To do — This task calls for copying every line in the data below that contains the word "target".

◆ ◆ ◆ ◆ ◆ ◆ ◆

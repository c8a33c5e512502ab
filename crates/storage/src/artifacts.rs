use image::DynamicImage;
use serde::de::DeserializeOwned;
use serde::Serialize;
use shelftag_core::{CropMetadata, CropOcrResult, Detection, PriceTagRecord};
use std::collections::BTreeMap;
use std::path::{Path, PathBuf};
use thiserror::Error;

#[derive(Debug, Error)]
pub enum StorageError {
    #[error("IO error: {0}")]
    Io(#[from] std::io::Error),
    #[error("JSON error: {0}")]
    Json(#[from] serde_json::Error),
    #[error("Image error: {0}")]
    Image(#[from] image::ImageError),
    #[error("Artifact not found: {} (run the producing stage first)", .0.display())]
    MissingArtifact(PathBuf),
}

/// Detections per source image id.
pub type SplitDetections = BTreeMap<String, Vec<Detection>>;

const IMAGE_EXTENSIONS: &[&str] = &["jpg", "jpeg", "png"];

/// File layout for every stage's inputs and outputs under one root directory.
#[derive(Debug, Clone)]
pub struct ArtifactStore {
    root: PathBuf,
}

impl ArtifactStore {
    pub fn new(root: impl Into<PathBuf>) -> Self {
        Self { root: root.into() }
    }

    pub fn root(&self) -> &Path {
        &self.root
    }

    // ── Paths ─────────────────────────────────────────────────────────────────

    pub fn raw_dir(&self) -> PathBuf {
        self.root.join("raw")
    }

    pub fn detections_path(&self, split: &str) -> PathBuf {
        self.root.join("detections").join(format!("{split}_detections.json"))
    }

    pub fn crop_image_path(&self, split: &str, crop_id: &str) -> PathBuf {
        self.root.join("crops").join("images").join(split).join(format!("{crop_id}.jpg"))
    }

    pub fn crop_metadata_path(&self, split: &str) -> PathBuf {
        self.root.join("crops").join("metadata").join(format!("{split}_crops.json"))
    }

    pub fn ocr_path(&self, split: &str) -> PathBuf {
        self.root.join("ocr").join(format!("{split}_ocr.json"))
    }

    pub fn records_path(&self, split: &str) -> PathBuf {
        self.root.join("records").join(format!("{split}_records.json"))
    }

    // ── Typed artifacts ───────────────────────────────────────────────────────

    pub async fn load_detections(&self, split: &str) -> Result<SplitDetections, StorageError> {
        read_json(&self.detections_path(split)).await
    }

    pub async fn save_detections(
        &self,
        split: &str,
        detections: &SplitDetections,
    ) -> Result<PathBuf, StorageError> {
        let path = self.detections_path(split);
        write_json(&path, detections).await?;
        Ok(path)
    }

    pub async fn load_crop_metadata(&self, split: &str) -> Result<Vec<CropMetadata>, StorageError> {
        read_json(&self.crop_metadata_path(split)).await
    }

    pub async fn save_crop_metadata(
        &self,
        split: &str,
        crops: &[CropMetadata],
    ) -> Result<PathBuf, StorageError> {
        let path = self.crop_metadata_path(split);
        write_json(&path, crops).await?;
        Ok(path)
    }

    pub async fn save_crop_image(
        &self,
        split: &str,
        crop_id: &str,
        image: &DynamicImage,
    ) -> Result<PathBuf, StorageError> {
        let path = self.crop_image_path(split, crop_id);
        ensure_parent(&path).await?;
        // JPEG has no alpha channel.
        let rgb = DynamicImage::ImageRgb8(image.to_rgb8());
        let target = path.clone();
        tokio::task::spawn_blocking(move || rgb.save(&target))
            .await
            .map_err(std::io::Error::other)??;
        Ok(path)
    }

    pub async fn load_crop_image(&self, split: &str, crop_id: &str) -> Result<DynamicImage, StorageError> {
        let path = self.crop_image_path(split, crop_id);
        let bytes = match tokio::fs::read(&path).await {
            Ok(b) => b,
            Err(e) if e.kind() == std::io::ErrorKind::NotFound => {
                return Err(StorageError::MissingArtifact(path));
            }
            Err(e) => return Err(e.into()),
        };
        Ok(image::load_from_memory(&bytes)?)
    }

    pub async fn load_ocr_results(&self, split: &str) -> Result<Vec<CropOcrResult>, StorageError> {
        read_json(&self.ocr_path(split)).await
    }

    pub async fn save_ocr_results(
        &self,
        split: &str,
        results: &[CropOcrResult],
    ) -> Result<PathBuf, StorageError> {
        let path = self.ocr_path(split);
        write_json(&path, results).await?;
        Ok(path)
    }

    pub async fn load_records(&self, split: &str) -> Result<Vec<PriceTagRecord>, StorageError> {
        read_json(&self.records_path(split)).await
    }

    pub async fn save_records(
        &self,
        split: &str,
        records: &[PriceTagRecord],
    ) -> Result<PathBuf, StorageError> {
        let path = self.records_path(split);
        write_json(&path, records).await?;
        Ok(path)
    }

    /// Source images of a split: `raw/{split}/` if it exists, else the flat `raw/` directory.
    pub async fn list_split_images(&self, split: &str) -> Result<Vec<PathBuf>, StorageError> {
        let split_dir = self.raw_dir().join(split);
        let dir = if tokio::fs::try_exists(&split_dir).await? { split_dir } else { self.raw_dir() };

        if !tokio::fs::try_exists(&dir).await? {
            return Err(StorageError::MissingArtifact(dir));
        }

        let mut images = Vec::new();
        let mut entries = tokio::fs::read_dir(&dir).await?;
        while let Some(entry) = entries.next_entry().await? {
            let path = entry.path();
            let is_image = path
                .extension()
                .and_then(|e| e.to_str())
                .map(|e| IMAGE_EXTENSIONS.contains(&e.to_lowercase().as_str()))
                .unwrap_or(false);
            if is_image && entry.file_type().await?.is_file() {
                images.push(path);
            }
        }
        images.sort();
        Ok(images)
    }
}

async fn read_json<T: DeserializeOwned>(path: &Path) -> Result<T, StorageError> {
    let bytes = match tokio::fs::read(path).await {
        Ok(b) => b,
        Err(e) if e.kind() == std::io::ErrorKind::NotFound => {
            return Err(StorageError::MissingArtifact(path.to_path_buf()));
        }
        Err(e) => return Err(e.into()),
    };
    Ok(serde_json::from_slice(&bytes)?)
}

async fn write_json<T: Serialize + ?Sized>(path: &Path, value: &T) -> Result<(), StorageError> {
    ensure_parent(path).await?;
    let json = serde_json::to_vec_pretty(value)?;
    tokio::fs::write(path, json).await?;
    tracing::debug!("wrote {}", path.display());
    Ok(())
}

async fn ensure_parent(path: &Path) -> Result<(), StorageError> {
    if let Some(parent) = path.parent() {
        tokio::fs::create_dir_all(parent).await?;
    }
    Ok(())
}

◆ ◆ ◆ ◆ ◆ ◆ ◆

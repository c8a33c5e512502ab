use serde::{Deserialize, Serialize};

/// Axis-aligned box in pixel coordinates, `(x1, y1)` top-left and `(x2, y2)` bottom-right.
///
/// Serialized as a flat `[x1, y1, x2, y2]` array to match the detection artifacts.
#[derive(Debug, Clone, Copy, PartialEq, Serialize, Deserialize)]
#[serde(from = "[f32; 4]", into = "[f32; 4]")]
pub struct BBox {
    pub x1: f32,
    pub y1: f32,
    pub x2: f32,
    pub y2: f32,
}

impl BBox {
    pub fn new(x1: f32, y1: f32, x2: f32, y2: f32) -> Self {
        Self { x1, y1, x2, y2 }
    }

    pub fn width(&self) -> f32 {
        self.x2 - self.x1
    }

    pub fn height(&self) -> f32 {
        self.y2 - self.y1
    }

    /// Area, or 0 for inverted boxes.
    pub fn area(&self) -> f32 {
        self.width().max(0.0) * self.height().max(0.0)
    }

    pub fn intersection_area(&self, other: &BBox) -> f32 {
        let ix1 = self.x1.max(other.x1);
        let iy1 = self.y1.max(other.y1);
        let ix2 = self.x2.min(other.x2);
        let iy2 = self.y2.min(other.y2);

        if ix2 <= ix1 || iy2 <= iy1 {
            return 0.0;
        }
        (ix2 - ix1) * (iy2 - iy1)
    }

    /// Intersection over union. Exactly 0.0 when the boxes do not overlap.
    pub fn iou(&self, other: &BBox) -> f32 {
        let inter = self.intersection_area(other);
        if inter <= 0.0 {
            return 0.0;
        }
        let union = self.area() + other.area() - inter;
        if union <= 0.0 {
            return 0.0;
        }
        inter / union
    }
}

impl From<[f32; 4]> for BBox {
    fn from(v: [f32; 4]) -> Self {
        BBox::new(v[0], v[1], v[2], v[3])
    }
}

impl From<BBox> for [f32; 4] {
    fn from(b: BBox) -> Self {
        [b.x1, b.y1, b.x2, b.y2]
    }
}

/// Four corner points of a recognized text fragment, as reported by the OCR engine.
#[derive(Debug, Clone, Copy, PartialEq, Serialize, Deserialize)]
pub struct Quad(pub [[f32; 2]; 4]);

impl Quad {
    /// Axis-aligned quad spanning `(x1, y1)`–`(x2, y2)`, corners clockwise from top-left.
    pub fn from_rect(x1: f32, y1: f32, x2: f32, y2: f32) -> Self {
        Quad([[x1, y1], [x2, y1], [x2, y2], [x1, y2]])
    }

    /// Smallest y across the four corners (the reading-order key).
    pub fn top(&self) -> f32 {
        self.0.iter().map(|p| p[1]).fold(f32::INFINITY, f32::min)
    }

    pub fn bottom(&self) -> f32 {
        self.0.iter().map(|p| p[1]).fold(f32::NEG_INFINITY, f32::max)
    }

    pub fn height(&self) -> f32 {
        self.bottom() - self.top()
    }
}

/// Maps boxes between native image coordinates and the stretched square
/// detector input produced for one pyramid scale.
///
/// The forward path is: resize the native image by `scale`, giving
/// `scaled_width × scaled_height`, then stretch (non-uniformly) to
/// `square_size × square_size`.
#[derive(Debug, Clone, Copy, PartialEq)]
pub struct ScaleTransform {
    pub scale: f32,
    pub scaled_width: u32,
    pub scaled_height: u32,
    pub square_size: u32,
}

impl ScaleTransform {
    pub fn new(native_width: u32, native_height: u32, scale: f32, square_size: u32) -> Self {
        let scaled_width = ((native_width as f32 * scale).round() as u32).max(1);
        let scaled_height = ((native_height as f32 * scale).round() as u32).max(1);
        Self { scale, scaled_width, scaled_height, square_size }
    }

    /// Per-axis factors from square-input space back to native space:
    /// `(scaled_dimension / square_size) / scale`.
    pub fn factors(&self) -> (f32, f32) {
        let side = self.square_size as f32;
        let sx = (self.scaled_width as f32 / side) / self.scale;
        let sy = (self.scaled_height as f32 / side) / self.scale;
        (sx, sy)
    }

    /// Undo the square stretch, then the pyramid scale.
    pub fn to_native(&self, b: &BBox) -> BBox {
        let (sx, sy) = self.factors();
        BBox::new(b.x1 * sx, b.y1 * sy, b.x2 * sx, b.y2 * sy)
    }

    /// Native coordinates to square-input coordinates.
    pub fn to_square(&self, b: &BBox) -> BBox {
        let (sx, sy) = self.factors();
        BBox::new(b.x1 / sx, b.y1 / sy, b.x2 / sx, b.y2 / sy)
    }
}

◆ ◆ ◆ ◆ ◆ ◆ ◆

Answer space —
        let target = path.clone();
        tokio::task::spawn_blocking(move || rgb.save(&target))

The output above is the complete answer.